Task: Within the material below, locate the line with "fn publish(events: &broadcast::Sender<Event>, event: Event)" and the line with "let item = item.into();", then return those two lines and all lines between them, exactly as written.

Dataset excerpts:
§

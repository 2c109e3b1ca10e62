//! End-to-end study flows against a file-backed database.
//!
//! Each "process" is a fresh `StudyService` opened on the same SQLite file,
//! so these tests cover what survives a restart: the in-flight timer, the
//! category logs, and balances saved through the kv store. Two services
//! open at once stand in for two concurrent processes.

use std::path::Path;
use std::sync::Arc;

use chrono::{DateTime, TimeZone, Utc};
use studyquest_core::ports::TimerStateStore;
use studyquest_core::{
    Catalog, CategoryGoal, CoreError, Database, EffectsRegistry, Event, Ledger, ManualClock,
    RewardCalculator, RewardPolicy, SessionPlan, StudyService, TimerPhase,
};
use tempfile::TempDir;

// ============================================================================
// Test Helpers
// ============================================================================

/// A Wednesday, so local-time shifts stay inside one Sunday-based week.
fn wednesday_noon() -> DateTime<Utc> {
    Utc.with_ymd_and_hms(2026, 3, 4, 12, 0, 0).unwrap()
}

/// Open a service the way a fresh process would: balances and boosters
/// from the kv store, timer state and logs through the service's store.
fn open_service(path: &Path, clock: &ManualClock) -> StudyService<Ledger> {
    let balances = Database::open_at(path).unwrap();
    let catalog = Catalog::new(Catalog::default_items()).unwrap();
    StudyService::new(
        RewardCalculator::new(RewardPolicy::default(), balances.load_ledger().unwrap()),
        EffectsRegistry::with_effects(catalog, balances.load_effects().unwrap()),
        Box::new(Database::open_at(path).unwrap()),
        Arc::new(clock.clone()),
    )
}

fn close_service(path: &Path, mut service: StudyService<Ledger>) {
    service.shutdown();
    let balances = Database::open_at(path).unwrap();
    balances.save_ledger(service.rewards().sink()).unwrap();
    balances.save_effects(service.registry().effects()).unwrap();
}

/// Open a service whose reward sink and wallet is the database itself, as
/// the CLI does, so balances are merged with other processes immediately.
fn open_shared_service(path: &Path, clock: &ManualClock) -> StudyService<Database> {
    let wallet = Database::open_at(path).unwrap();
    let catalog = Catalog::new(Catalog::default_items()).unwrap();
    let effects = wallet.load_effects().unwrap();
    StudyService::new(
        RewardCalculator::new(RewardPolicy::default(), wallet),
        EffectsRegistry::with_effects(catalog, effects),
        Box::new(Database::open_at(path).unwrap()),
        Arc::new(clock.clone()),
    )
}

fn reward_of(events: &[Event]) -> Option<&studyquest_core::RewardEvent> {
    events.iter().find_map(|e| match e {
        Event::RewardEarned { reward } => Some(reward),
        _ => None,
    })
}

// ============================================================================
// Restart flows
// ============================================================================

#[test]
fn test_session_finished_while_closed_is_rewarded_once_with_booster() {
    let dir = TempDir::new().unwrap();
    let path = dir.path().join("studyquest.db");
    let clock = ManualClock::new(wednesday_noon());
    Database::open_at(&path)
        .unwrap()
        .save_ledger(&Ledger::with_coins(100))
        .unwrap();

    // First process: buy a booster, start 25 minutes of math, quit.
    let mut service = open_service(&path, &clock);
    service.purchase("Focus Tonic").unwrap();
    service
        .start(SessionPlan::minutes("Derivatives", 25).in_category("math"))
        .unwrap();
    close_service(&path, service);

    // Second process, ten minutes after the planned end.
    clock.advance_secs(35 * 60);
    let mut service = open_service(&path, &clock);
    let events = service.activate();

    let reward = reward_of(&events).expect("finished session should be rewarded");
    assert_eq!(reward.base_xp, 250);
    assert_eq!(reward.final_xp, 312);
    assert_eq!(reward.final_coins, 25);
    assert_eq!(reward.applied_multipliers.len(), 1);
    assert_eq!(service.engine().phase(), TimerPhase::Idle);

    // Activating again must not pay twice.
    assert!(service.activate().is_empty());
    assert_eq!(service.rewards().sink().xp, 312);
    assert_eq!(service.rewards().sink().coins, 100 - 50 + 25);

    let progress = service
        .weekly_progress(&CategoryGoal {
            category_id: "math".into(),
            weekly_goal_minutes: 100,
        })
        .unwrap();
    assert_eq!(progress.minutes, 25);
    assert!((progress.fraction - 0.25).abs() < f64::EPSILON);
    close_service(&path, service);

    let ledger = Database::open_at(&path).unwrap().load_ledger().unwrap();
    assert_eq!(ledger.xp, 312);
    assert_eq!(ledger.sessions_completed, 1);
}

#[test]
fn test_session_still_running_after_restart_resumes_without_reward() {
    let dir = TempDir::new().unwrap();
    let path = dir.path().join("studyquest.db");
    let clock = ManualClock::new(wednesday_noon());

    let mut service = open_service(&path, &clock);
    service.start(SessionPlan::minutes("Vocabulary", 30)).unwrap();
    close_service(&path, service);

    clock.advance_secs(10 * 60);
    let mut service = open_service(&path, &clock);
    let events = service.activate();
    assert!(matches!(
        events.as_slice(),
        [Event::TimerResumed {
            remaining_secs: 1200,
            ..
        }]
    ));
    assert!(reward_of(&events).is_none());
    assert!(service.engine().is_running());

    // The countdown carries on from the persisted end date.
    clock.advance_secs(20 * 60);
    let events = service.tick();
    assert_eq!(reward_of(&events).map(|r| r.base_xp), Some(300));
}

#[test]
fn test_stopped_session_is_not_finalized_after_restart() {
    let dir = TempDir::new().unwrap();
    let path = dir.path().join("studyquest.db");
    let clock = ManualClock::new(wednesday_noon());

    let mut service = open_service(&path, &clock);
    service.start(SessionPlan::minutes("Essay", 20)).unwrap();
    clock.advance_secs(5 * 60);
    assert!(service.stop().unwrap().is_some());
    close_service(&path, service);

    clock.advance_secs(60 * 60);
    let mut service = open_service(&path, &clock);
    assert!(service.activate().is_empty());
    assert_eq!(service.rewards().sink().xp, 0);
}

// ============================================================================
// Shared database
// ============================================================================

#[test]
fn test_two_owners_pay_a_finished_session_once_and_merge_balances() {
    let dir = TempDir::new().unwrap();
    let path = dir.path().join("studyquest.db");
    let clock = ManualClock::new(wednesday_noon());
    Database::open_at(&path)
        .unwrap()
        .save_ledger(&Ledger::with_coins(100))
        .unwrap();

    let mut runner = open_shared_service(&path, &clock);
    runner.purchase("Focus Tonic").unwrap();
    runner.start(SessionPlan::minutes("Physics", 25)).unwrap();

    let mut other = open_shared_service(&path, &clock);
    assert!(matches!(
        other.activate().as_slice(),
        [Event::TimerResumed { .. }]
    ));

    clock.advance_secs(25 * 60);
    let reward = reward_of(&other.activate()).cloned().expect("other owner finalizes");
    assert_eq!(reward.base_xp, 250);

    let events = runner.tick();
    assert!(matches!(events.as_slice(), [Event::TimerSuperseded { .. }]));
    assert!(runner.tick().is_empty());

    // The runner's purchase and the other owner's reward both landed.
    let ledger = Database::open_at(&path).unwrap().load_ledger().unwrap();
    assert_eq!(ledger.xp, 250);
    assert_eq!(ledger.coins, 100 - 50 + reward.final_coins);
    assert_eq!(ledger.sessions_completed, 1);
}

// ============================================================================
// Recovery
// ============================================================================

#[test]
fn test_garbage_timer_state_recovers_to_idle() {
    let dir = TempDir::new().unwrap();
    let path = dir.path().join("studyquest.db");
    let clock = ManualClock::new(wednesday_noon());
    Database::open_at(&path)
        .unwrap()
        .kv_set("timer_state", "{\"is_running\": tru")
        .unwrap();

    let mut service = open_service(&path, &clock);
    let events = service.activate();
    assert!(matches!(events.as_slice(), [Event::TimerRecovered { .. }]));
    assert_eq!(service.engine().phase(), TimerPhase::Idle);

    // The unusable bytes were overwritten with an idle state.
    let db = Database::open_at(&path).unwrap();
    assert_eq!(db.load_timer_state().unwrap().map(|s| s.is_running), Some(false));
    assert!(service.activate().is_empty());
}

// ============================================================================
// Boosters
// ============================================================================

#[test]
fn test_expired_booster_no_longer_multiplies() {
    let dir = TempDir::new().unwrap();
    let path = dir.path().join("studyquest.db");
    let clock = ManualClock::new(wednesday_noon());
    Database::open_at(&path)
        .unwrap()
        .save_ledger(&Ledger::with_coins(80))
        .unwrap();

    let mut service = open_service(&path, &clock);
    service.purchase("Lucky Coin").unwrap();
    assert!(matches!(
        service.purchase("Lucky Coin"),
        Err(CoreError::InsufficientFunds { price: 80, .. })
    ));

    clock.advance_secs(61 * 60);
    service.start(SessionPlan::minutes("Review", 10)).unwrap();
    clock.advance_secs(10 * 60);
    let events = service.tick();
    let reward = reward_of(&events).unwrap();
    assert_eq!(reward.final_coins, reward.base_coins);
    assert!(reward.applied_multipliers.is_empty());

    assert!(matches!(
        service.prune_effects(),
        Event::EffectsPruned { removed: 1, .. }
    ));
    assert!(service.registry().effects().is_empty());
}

§

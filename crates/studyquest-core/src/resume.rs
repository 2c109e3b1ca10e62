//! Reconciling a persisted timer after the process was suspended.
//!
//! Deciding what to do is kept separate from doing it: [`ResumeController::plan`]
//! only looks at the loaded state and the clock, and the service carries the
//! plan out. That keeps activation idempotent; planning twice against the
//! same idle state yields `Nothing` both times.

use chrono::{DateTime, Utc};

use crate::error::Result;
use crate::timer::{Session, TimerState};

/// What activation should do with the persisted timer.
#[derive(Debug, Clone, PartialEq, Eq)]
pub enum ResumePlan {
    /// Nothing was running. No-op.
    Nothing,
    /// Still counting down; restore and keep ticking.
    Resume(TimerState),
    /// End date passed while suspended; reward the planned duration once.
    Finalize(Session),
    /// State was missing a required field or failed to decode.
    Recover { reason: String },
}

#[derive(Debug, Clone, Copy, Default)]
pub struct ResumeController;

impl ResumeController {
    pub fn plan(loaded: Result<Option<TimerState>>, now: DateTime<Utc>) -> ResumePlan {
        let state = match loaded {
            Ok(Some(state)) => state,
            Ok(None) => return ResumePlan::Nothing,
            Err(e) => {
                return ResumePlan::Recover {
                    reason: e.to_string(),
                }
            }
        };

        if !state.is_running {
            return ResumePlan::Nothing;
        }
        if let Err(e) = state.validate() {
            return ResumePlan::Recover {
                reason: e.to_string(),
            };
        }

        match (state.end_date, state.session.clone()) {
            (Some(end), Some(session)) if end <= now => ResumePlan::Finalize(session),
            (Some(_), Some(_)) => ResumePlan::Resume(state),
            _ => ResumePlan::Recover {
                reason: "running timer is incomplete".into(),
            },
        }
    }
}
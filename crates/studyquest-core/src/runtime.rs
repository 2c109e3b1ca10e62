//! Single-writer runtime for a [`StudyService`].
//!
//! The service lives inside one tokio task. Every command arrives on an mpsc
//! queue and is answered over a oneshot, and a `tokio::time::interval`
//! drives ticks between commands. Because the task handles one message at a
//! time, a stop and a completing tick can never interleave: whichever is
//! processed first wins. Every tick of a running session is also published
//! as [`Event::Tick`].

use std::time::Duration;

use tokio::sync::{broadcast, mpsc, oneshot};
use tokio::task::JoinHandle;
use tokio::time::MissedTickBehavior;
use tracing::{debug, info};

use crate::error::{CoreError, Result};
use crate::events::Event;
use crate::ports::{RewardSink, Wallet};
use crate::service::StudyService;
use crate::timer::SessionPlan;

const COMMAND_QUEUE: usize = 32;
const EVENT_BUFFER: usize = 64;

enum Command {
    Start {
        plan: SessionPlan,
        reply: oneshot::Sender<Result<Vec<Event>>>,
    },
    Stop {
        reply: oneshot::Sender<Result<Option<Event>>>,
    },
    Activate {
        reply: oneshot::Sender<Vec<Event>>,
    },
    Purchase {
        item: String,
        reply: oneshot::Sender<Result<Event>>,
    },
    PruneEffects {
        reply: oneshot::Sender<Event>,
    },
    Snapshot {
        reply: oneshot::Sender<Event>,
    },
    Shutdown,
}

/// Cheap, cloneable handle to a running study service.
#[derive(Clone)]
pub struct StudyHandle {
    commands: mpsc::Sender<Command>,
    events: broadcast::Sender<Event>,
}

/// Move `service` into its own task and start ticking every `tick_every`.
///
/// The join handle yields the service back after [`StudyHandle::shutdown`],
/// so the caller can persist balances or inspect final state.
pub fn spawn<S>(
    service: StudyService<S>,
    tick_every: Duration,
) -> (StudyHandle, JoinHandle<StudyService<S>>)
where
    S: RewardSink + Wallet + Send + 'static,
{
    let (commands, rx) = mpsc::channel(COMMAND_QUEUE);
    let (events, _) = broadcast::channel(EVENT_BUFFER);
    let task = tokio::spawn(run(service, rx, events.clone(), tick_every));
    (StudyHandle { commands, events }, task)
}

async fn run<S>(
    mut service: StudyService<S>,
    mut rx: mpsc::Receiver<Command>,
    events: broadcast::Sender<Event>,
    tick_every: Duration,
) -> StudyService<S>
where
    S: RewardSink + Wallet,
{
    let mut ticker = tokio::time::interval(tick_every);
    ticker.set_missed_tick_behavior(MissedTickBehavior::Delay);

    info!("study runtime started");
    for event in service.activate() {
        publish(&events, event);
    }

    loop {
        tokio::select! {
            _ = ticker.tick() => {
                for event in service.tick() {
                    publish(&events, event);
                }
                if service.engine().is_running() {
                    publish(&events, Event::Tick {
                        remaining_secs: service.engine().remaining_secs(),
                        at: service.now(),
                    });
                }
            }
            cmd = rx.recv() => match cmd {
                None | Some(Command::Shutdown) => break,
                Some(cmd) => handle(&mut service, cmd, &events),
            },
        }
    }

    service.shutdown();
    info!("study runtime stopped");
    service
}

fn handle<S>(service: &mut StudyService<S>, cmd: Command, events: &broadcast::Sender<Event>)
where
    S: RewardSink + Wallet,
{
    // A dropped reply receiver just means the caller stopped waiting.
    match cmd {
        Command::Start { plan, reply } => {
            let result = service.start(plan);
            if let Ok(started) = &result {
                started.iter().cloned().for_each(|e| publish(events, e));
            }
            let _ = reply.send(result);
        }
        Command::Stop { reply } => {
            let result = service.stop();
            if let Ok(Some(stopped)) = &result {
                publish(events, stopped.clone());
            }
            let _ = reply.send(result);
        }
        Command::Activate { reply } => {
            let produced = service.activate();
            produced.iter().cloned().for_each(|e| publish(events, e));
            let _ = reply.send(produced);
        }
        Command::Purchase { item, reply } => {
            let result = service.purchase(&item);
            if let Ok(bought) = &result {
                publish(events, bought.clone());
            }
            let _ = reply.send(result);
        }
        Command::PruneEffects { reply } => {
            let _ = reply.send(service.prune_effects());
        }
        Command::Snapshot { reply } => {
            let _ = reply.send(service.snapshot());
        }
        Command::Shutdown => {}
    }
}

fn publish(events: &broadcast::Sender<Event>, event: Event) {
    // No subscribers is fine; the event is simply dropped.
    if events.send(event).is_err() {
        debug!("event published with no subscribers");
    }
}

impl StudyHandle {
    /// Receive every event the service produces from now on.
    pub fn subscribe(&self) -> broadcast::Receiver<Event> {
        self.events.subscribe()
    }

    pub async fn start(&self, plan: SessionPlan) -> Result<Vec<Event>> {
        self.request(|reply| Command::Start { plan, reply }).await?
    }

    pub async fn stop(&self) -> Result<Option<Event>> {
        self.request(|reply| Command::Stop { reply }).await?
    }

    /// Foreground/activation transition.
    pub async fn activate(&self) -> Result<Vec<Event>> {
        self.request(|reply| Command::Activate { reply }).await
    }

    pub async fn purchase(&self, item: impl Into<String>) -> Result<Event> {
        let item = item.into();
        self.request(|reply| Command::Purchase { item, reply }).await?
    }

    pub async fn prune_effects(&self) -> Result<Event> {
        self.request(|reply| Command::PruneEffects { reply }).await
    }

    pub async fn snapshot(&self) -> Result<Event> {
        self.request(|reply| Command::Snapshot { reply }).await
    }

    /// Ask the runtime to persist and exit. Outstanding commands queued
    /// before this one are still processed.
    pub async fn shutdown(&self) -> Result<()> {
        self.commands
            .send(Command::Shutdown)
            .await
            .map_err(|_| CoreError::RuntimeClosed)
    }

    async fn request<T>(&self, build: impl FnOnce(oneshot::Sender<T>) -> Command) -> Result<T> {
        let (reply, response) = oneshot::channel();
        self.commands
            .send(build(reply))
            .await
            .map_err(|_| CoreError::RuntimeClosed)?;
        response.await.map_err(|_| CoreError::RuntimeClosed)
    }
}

§

Output of the task:
fn publish(events: &broadcast::Sender<Event>, event: Event) {
    // No subscribers is fine; the event is simply dropped.
    if events.send(event).is_err() {
        debug!("event published with no subscribers");
    }
}

impl StudyHandle {
    /// Receive every event the service produces from now on.
    pub fn subscribe(&self) -> broadcast::Receiver<Event> {
        self.events.subscribe()
    }

    pub async fn start(&self, plan: SessionPlan) -> Result<Vec<Event>> {
        self.request(|reply| Command::Start { plan, reply }).await?
    }

    pub async fn stop(&self) -> Result<Option<Event>> {
        self.request(|reply| Command::Stop { reply }).await?
    }

    /// Foreground/activation transition.
    pub async fn activate(&self) -> Result<Vec<Event>> {
        self.request(|reply| Command::Activate { reply }).await
    }

    pub async fn purchase(&self, item: impl Into<String>) -> Result<Event> {
        let item = item.into();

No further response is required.